Emmett nods, turning to me while the detective sputters out his protest.
“There are protocols in place! You can’t just?—”
Parker stands, towering over the detective and scowling down at him.
“We both know that we can. Call your boss if you have a problem with it.” He grabs his bag, raising a single brow toward Emmett. “I’ll be in the truck.”
He leaves without another word and Emmett turns to fill me in.
“We can get her, unless you want to pay the ransom.”
“Only as a last resort.” I motion to the door. “Let’s go.”
He smirks but shakes his head. “I don’t think so. You’ll only get in the way.”

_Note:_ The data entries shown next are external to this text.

//! Character-level text helpers shared by extraction and reasoning.
//!
//! Lengths and positions are measured in Unicode scalar values, not bytes.

pub fn char_len(text: &str) -> usize {
    text.chars().count()
}

pub fn is_cjk(c: char) -> bool {
    matches!(c as u32,
        0x4E00..=0x9FFF | 0x3400..=0x4DBF | 0x20000..=0x2A6DF | 0xF900..=0xFAFF)
}

pub fn is_word_char(c: char) -> bool {
    c.is_alphanumeric() || is_cjk(c)
}

/// Ratio of distinct characters to total characters.
pub fn distinct_ratio(text: &str) -> f64 {
    let total = char_len(text);
    if total == 0 {
        return 0.0;
    }
    let distinct: std::collections::HashSet<char> = text.chars().collect();
    distinct.len() as f64 / total as f64
}

fn needs_word_boundary(needle: &str) -> bool {
    needle.chars().all(|c| c.is_ascii_alphanumeric() || c == ' ' || c == '-' || c == '.')
}

/// Char offsets of every occurrence of `needle` in `haystack`. Both are
/// expected in the same case. Pure-ASCII needles only match on word
/// boundaries so that "AI" is not found inside "said".
pub fn find_occurrences(haystack: &str, needle: &str) -> Vec<usize> {
    if needle.is_empty() {
        return Vec::new();
    }
    let bounded = needs_word_boundary(needle);
    let mut positions = Vec::new();

    for (byte_idx, _) in haystack.match_indices(needle) {
        if bounded {
            let before = haystack[..byte_idx].chars().next_back();
            let after = haystack[byte_idx + needle.len()..].chars().next();
            let touches_word = |c: Option<char>| c.map(|c| c.is_ascii_alphanumeric()).unwrap_or(false);
            if touches_word(before) || touches_word(after) {
                continue;
            }
        }
        positions.push(haystack[..byte_idx].chars().count());
    }

    positions
}

/// True when the byte range `[start, end)` of `text` is not glued to ASCII
/// alphanumerics on either side. Unicode `\b` treats CJK as word characters,
/// so "ROI是" has no boundary after "ROI"; this check does.
pub fn ascii_bounded(text: &str, start: usize, end: usize) -> bool {
    let glued = |c: Option<char>| c.map(|c| c.is_ascii_alphanumeric()).unwrap_or(false);
    let first = text[start..end].chars().next();
    let last = text[start..end].chars().next_back();
    let before_ok = !(glued(first) && glued(text[..start].chars().next_back()));
    let after_ok = !(glued(last) && glued(text[end..].chars().next()));
    before_ok && after_ok
}

pub fn count_occurrences(haystack: &str, needle: &str) -> usize {
    find_occurrences(haystack, needle).len()
}

/// Case-insensitive containment honouring the same boundary rule.
pub fn contains_term(haystack_lower: &str, term: &str) -> bool {
    !find_occurrences(haystack_lower, &term.to_lowercase()).is_empty()
}

/// Splits text into sentences on CJK and ASCII terminators and line breaks.
pub fn split_sentences(text: &str) -> Vec<String> {
    let mut sentences = Vec::new();
    let mut current = String::new();
    let mut chars = text.chars().peekable();

    while let Some(c) = chars.next() {
        let terminal = match c {
            '。' | '！' | '？' | '；' | '!' | '?' | ';' | '\n' => true,
            '.' => chars.peek().map(|n| n.is_whitespace()).unwrap_or(true),
            _ => false,
        };
        if terminal {
            let trimmed = current.trim();
            if !trimmed.is_empty() {
                sentences.push(trimmed.to_string());
            }
            current.clear();
        } else {
            current.push(c);
        }
    }
    let trimmed = current.trim();
    if !trimmed.is_empty() {
        sentences.push(trimmed.to_string());
    }

    sentences
}

/// Truncates to at most `max_chars` characters.
pub fn truncate_chars(text: &str, max_chars: usize) -> String {
    text.chars().take(max_chars).collect()
}

/// Levenshtein distance over chars.
pub fn levenshtein(a: &str, b: &str) -> usize {
    let a: Vec<char> = a.chars().collect();
    let b: Vec<char> = b.chars().collect();
    if a.is_empty() {
        return b.len();
    }
    if b.is_empty() {
        return a.len();
    }

    let mut prev: Vec<usize> = (0..=b.len()).collect();
    let mut curr = vec![0; b.len() + 1];
    for i in 1..=a.len() {
        curr[0] = i;
        for j in 1..=b.len() {
            let cost = usize::from(a[i - 1] != b[j - 1]);
            curr[j] = (prev[j] + 1).min(curr[j - 1] + 1).min(prev[j - 1] + cost);
        }
        std::mem::swap(&mut prev, &mut curr);
    }
    prev[b.len()]
}

/// `1 - distance / max_len`, in `[0, 1]`.
pub fn normalized_similarity(a: &str, b: &str) -> f64 {
    let max_len = char_len(a).max(char_len(b));
    if max_len == 0 {
        return 1.0;
    }
    1.0 - levenshtein(a, b) as f64 / max_len as f64
}
//! Relation quality pass over the union of pattern and co-occurrence
//! relations: inference, hierarchy, strength, filtering, type upgrade.

use std::collections::{HashMap, HashSet};

use synapse_core::entity::{category, Entity, NodeType, Relation};
use synapse_core::numeric::{clamp_relation_weight, clamp_unit, round_to, safe_number, safe_sqrt};

use crate::relations::{dedupe_relations, is_tool, CooccurrenceIndex, RELATED_TO};

const INFERENCE_SUPPORT_THRESHOLD: f64 = 0.3;
const MIN_RELATION_WEIGHT: f64 = 0.2;
const MIN_RELATED_TO_WEIGHT: f64 = 0.5;
const DEFAULT_TYPE_MULTIPLIER: f64 = 0.5;

pub const CONTAINS_CONCEPT: &str = "contains_concept";

#[derive(Debug, Clone, Copy)]
enum Predicate {
    Tool,
    Category(&'static str),
}

impl Predicate {
    fn matches(&self, entity: &Entity) -> bool {
        match self {
            Predicate::Tool => is_tool(entity),
            Predicate::Category(c) => entity.category == *c && !is_tool(entity),
        }
    }
}

struct InferenceRule {
    source: Predicate,
    target: Predicate,
    relation_type: &'static str,
    weight: f64,
}

const INFERENCE_RULES: &[InferenceRule] = &[
    InferenceRule {
        source: Predicate::Tool,
        target: Predicate::Category(category::PROFESSIONAL_TERM),
        relation_type: "tool_implements_concept",
        weight: 0.7,
    },
    InferenceRule {
        source: Predicate::Tool,
        target: Predicate::Category(category::CORE_CONCEPT),
        relation_type: "tool_supports",
        weight: 0.6,
    },
    InferenceRule {
        source: Predicate::Category(category::CORE_CONCEPT),
        target: Predicate::Category(category::CORE_CONCEPT),
        relation_type: "concept_correlates",
        weight: 0.5,
    },
    InferenceRule {
        source: Predicate::Category(category::PROFESSIONAL_TERM),
        target: Predicate::Category(category::PROFESSIONAL_TERM),
        relation_type: "concept_associated",
        weight: 0.4,
    },
    InferenceRule {
        source: Predicate::Tool,
        target: Predicate::Tool,
        relation_type: "tool_integrates",
        weight: 0.5,
    },
];

/// Parent category contains child category when both co-occur.
const HIERARCHY_RULES: &[(&str, &str)] = &[
    (category::BUSINESS_CONCEPT, category::PROFESSIONAL_TERM),
    (category::CORE_CONCEPT, category::PROFESSIONAL_TERM),
];
const HIERARCHY_WEIGHT: f64 = 0.6;
const SUBSUMPTION_WEIGHT: f64 = 0.55;

const TYPE_MULTIPLIERS: &[(&str, f64)] = &[
    ("causes", 1.0),
    ("improves", 0.95),
    ("optimizes", 0.95),
    ("drives", 0.9),
    ("reduces", 0.9),
    ("used_for", 0.9),
    ("requires", 0.9),
    ("contains", 0.85),
    ("contains_concept", 0.85),
    ("based_on", 0.85),
    ("generates", 0.85),
    ("deployed_on", 0.85),
    ("depends_on", 0.85),
    ("influences", 0.8),
    ("integrates", 0.8),
    ("analyzes", 0.8),
    ("belongs_to", 0.8),
    ("tool_implements_concept", 0.8),
    ("tool_supports", 0.75),
    ("tool_integrates", 0.75),
    ("concept_correlates", 0.7),
    ("concept_associated", 0.7),
    ("related_to", 0.6),
];

pub fn type_multiplier(relation_type: &str) -> f64 {
    TYPE_MULTIPLIERS
        .iter()
        .find(|(t, _)| *t == relation_type)
        .map(|(_, m)| *m)
        .unwrap_or(DEFAULT_TYPE_MULTIPLIER)
}

struct Connections(HashSet<(String, String)>);

impl Connections {
    fn of(relations: &[Relation]) -> Self {
        let mut set = HashSet::new();
        for r in relations {
            set.insert((r.source.clone(), r.target.clone()));
            set.insert((r.target.clone(), r.source.clone()));
        }
        Self(set)
    }

    fn linked(&self, a: &str, b: &str) -> bool {
        self.0.contains(&(a.to_string(), b.to_string()))
    }

    fn link(&mut self, a: &str, b: &str) {
        self.0.insert((a.to_string(), b.to_string()));
        self.0.insert((b.to_string(), a.to_string()));
    }
}

/// Rule-table inference over unconnected pairs with enough context support.
pub fn infer_semantic(
    mut relations: Vec<Relation>,
    entities: &[Entity],
    index: &CooccurrenceIndex,
) -> Vec<Relation> {
    let mut connections = Connections::of(&relations);

    for (i, a) in entities.iter().enumerate() {
        for b in &entities[i + 1..] {
            if a.id == b.id || connections.linked(&a.id, &b.id) {
                continue;
            }
            let support = index.support(&a.id, &b.id);
            if support <= INFERENCE_SUPPORT_THRESHOLD {
                continue;
            }
            let hit = INFERENCE_RULES.iter().find_map(|rule| {
                if rule.source.matches(a) && rule.target.matches(b) {
                    Some((rule, a, b))
                } else if rule.source.matches(b) && rule.target.matches(a) {
                    Some((rule, b, a))
                } else {
                    None
                }
            });
            if let Some((rule, source, target)) = hit {
                relations.push(
                    Relation::new(&source.id, &target.id, rule.relation_type, rule.weight)
                        .with_property("method", "semantic_inference")
                        .with_property("support", round_to(support, 3)),
                );
                connections.link(&a.id, &b.id);
            }
        }
    }

    relations
}

/// `contains_concept` edges from the category hierarchy (co-occurring pairs)
/// and from name subsumption ("营销" inside "内容营销").
pub fn detect_hierarchy(
    mut relations: Vec<Relation>,
    entities: &[Entity],
    index: &CooccurrenceIndex,
) -> Vec<Relation> {
    let mut connections = Connections::of(&relations);

    for parent in entities {
        for child in entities {
            if parent.id == child.id || connections.linked(&parent.id, &child.id) {
                continue;
            }
            let by_category = HIERARCHY_RULES
                .iter()
                .any(|(p, c)| parent.category == *p && child.category == *c)
                && index.cooccur(&parent.id, &child.id);
            let (pn, cn) = (parent.normalized_name(), child.normalized_name());
            let by_name = pn.chars().count() >= 2 && pn.len() < cn.len() && cn.contains(&pn);

            let (weight, method) = if by_category {
                (HIERARCHY_WEIGHT, "hierarchy")
            } else if by_name {
                (SUBSUMPTION_WEIGHT, "name_subsumption")
            } else {
                continue;
            };
            relations.push(
                Relation::new(&parent.id, &child.id, CONTAINS_CONCEPT, weight).with_property("method", method),
            );
            connections.link(&parent.id, &child.id);
        }
    }

    relations
}

/// Re-weights every relation from its prior, endpoint importance, a
/// type-specific multiplier and context support (70/30 blend).
pub fn recalculate_strength(
    relations: Vec<Relation>,
    entities: &HashMap<&str, &Entity>,
    index: &CooccurrenceIndex,
) -> Vec<Relation> {
    relations
        .into_iter()
        .map(|mut r| {
            let (Some(source), Some(target)) = (entities.get(r.source.as_str()), entities.get(r.target.as_str())) else {
                return r;
            };
            let prior = safe_number(r.weight, DEFAULT_TYPE_MULTIPLIER);
            let importance = (0.5 + safe_sqrt(source.weight * target.weight) / 10.0).clamp(0.5, 1.0);
            let strength = safe_number(prior * importance * type_multiplier(&r.relation_type), prior);
            let support = clamp_unit(index.support(&r.source, &r.target));
            r.weight = clamp_relation_weight(round_to(0.7 * strength + 0.3 * support, 3));
            r.properties.insert("confidence".into(), r.weight.into());
            r
        })
        .collect()
}

pub fn drop_low_quality(relations: Vec<Relation>, entities: &HashMap<&str, &Entity>) -> Vec<Relation> {
    relations
        .into_iter()
        .filter(|r| {
            r.source != r.target
                && entities.contains_key(r.source.as_str())
                && entities.contains_key(r.target.as_str())
                && r.weight >= MIN_RELATION_WEIGHT
                && !(r.relation_type == RELATED_TO && r.weight < MIN_RELATED_TO_WEIGHT)
        })
        .collect()
}

/// Upgrades generic `related_to` edges from endpoint categories, keeping the
/// original type in `original_type`.
pub fn optimize_types(relations: Vec<Relation>, entities: &HashMap<&str, &Entity>) -> Vec<Relation> {
    let upgraded = relations
        .into_iter()
        .map(|mut r| {
            if r.relation_type != RELATED_TO {
                return r;
            }
            let (Some(source), Some(target)) = (entities.get(r.source.as_str()), entities.get(r.target.as_str())) else {
                return r;
            };

            let upgrade = if is_tool(source) && target.node_type == NodeType::Concept {
                Some("applied_to")
            } else if is_tool(target) && source.node_type == NodeType::Concept {
                std::mem::swap(&mut r.source, &mut r.target);
                Some("applied_to")
            } else if source.category == category::PROFESSIONAL_TERM && target.category == category::PROFESSIONAL_TERM {
                Some("concept_associated")
            } else if source.category == category::CORE_CONCEPT || target.category == category::CORE_CONCEPT {
                Some("core_related")
            } else {
                None
            };

            if let Some(new_type) = upgrade {
                r.properties.insert("original_type".into(), RELATED_TO.into());
                r.relation_type = new_type.to_string();
            }
            r
        })
        .collect();

    dedupe_relations(upgraded)
}

/// Full quality pass. Output weights lie in `[0.1, 1.0]`, endpoints exist
/// and there are no self-loops; sorted by weight descending.
pub fn enhance(relations: Vec<Relation>, entities: &[Entity], index: &CooccurrenceIndex) -> Vec<Relation> {
    let by_id: HashMap<&str, &Entity> = entities.iter().map(|e| (e.id.as_str(), e)).collect();

    let relations = infer_semantic(relations, entities, index);
    let relations = detect_hierarchy(relations, entities, index);
    let relations = recalculate_strength(relations, &by_id, index);
    let relations = drop_low_quality(relations, &by_id);
    let mut relations = optimize_types(relations, &by_id);

    relations.sort_by(|a, b| b.weight.total_cmp(&a.weight));
    relations
}

#[cfg(test)]
mod tests {
    use super::*;

    fn concept(name: &str, cat: &str, weight: f64) -> Entity {
        Entity::new(name, NodeType::Concept, cat, weight)
    }

    fn tool(name: &str) -> Entity {
        Entity::new(name, NodeType::Tool, category::TOOL, 3.0)
    }

    #[test]
    fn test_inference_requires_support() {
        let entities = vec![tool("Tableau"), concept("cohort analysis", category::PROFESSIONAL_TERM, 2.5)];
        let near = CooccurrenceIndex::build("Tableau renders cohort analysis.", &entities);
        let inferred = infer_semantic(Vec::new(), &entities, &near);
        assert_eq!(inferred.len(), 1);
        assert_eq!(inferred[0].relation_type, "tool_implements_concept");
        assert_eq!(inferred[0].source, entities[0].id);

        let apart = CooccurrenceIndex::build("Tableau. cohort analysis.", &entities);
        assert!(infer_semantic(Vec::new(), &entities, &apart).is_empty());
    }

    #[test]
    fn test_hierarchy_by_name_subsumption() {
        let entities = vec![
            concept("营销", category::KEY_PHRASE, 1.0),
            concept("内容营销", category::KEY_PHRASE, 2.0),
        ];
        let index = CooccurrenceIndex::default();
        let relations = detect_hierarchy(Vec::new(), &entities, &index);
        assert_eq!(relations.len(), 1);
        assert_eq!(relations[0].source, entities[0].id);
        assert_eq!(relations[0].relation_type, CONTAINS_CONCEPT);
    }

    #[test]
    fn test_strength_and_filter_bounds() {
        let entities = vec![concept("a1", category::CORE_CONCEPT, 5.0), concept("b1", category::CORE_CONCEPT, f64::NAN)];
        let by_id: HashMap<&str, &Entity> = entities.iter().map(|e| (e.id.as_str(), e)).collect();
        let relations = vec![
            Relation::new(&entities[0].id, &entities[1].id, "causes", 7.0),
            Relation::new(&entities[0].id, &entities[1].id, RELATED_TO, 0.3),
            Relation::new(&entities[0].id, &entities[0].id, "causes", 0.9),
            Relation::new(&entities[0].id, "ghost", "causes", 0.9),
        ];
        let index = CooccurrenceIndex::default();
        let strengthened = recalculate_strength(relations, &by_id, &index);
        let kept = drop_low_quality(strengthened, &by_id);
        assert_eq!(kept.len(), 1);
        assert_eq!(kept[0].relation_type, "causes");
        assert!((0.1..=1.0).contains(&kept[0].weight));
    }

    #[test]
    fn test_related_to_upgrade_records_original() {
        let entities = vec![tool("Python"), concept("数据清洗", category::KEY_PHRASE, 1.0)];
        let by_id: HashMap<&str, &Entity> = entities.iter().map(|e| (e.id.as_str(), e)).collect();
        let relations = vec![Relation::new(&entities[1].id, &entities[0].id, RELATED_TO, 0.8)];
        let out = optimize_types(relations, &by_id);
        assert_eq!(out[0].relation_type, "applied_to");
        assert_eq!(out[0].source, entities[0].id);
        assert_eq!(out[0].properties["original_type"], RELATED_TO);
    }

    #[test]
    fn test_type_multiplier_default() {
        assert_eq!(type_multiplier("causes"), 1.0);
        assert_eq!(type_multiplier("mystery"), 0.5);
    }
}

“I’m not stupid enough to think I can go in. I know nothing about situations like this,” I explain, snatching my phone from his hand and holding his passive stare. “But I can wait in the goddamn truck and be there when you get Paige out.”
Something akin to admiration flashes in his eyes, but he only nods.
The detective sputters out his protests, but I breeze past him and follow Emmett. He pauses in my doorway, glancing sidelong at the detective with traces of a smirk on his lips.
“I’ll make sure to personally call Chief Rogers to make sure that you guys can do your paperwork correctly.”
If I wasn’t so consumed with thoughts of getting Paige back, I might have laughed at seeing the horrible cop getting put in his place.
There are swarms of reporters outside, everyone shouting and demanding more information about what’s happening, but we leave the police to hold them back. Parker pulls up in front of the building, and I don’t spare a single glance back as we take off.